それがストリートスナップだと、普段、普通の人がリアルな生活で着ているものや持っているものが見られるので、生活にちゃんと落とし込めるんです。わざわざ検索しなくても、TikTokで手軽にいろんな人の姿を見られるのは面白い。友達が撮影されたこともあって、仲間内では話題になりました」
一方で、前出のファッション誌編集者は、警鐘も鳴らす。
「“『ストリートスナップを写してあげる』と言ってナンパをしてくる”といった被害の声を聞くようにもなっています。先にストリートスナップ、と言われるとちょっと話を聞いてみようかな、と少し警戒心が低くなる女性心理を狙ったものですが、悪質ですね」
また、“写されたい”という人がいる一方で、“写してもらった人がSNSで自慢するのが鬱陶しい”というボヤきもあるという。

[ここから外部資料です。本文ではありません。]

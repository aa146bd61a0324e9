//! Trait definitions for generation providers and host capabilities.

use crate::PollPolicy;
use async_trait::async_trait;
use pitchcraft_core::{Description, GeneratedImage, Narrative, SocialMediaPosts};
use pitchcraft_error::PitchcraftResult;
use pitchcraft_storage::LocalMedia;

/// Generation client for the four provider operations.
///
/// Implementations are stateless across calls and never cache: every call
/// performs fresh generation. None of them retry.
#[async_trait]
pub trait PitchGenerator: Send + Sync {
    /// Generate the five-part narrative for a description.
    ///
    /// Returns a complete narrative or `GenerationFailed`; never a partial one.
    async fn generate_narrative(&self, description: &Description) -> PitchcraftResult<Narrative>;

    /// Generate the five-panel marketing collage.
    ///
    /// Fails with `NoImageData` when the response carries no inline image.
    async fn generate_image(
        &self,
        narrative: &Narrative,
        description: &Description,
    ) -> PitchcraftResult<GeneratedImage>;

    /// Generate, poll for, and download the marketing video.
    ///
    /// Polls according to `policy` until the provider reports completion.
    async fn generate_video(
        &self,
        narrative: &Narrative,
        policy: &PollPolicy,
    ) -> PitchcraftResult<LocalMedia>;

    /// Generate one post per social platform.
    async fn generate_social_posts(
        &self,
        narrative: &Narrative,
        description: &Description,
    ) -> PitchcraftResult<SocialMediaPosts>;

    /// Provider name (e.g., "gemini").
    fn provider_name(&self) -> &'static str;
}

/// Host capability for selecting the API key used for paid operations.
#[async_trait]
pub trait ApiKeySelector: Send + Sync {
    /// Whether a key has already been selected.
    async fn has_selected_api_key(&self) -> PitchcraftResult<bool>;

    /// Prompt the host to select a key.
    async fn open_select_key(&self) -> PitchcraftResult<()>;
}

/// Selector with a fixed answer, for hosts where the key is configured up front.
#[derive(Debug, Clone, Copy, PartialEq, Eq)]
pub struct StaticKeySelector {
    selected: bool,
}

impl StaticKeySelector {
    /// Create a selector that always reports `selected`.
    pub fn new(selected: bool) -> Self {
        Self { selected }
    }
}

#[async_trait]
impl ApiKeySelector for StaticKeySelector {
    async fn has_selected_api_key(&self) -> PitchcraftResult<bool> {
        Ok(self.selected)
    }

    async fn open_select_key(&self) -> PitchcraftResult<()> {
        tracing::info!(selected = self.selected, "Key selection requested on a static selector");
        Ok(())
    }
}
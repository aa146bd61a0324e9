//! `pitchcraft config` handler.

use pitchcraft::{JsonError, PitchcraftResult, ProviderConfig};
use std::path::Path;

/// Print the effective provider configuration as JSON.
pub fn show_config(file: Option<&Path>) -> PitchcraftResult<()> {
    let config = match file {
        Some(path) => ProviderConfig::from_file(path)?,
        None => ProviderConfig::load()?,
    };
    let rendered = serde_json::to_string_pretty(&config)
        .map_err(|e| JsonError::new("configuration", e.to_string()))?;
    println!("{}", rendered);
    Ok(())
}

「自慢の背景にあるのは、人に認めてもらったという嬉しさなんでしょうけど、それをアピールされると面倒だな、という人もいるようです。このあたりは、能動的に手に取らないと情報を知り得ない雑誌と違って、いろんな投稿が受動的に目に入ってしまうSNSの功罪ではありますよね」(前同)
街行く人のリアルな姿が見られると、盛り上がる一方で、迷惑行為を行なう者も出現しはじめた「ストリートスナップ」。撮影する側もされる側も楽しむには節度を守る必要があるようだ。